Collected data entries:
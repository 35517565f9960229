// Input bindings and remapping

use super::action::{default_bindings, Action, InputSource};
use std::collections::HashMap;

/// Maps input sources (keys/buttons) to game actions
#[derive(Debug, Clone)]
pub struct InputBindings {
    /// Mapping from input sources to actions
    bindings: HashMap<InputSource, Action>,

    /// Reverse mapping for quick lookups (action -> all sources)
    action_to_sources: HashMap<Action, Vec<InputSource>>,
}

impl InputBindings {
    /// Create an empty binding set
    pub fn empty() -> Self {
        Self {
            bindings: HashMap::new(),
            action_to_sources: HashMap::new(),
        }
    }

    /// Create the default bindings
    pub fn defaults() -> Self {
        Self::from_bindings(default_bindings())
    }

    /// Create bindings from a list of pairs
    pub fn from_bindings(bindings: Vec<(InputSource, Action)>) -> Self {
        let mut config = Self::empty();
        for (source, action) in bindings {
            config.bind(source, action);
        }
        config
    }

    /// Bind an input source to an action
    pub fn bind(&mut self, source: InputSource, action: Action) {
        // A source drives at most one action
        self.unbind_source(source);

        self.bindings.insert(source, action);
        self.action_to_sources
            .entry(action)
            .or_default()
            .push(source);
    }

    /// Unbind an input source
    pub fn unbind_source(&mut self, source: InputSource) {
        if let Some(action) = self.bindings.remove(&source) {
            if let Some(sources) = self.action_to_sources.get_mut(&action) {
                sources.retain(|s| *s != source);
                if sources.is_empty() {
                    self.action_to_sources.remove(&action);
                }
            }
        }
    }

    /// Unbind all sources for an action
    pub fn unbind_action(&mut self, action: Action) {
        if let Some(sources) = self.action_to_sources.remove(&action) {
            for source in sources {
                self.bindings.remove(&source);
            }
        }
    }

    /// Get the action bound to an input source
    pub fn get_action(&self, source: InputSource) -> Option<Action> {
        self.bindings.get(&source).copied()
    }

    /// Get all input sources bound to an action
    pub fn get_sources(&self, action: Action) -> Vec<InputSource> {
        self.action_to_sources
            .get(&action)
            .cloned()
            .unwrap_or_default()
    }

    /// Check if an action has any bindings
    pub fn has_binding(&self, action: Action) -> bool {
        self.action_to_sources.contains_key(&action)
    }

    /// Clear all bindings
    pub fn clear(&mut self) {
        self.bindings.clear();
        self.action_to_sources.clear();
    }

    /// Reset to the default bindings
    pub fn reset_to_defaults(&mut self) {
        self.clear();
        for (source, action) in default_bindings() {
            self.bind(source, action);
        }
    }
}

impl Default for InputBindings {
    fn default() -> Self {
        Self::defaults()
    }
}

Problem requirements →
Reproduce, word for word, every line starting at the line that contains "Clear all bindings" and ending with the final line of the entries.

Exercise response →
    /// Clear all bindings
    pub fn clear(&mut self) {
        self.bindings.clear();
        self.action_to_sources.clear();
    }

    /// Reset to the default bindings
    pub fn reset_to_defaults(&mut self) {
        self.clear();
        for (source, action) in default_bindings() {
            self.bind(source, action);
        }
    }
}

impl Default for InputBindings {
    fn default() -> Self {
        Self::defaults()
    }
}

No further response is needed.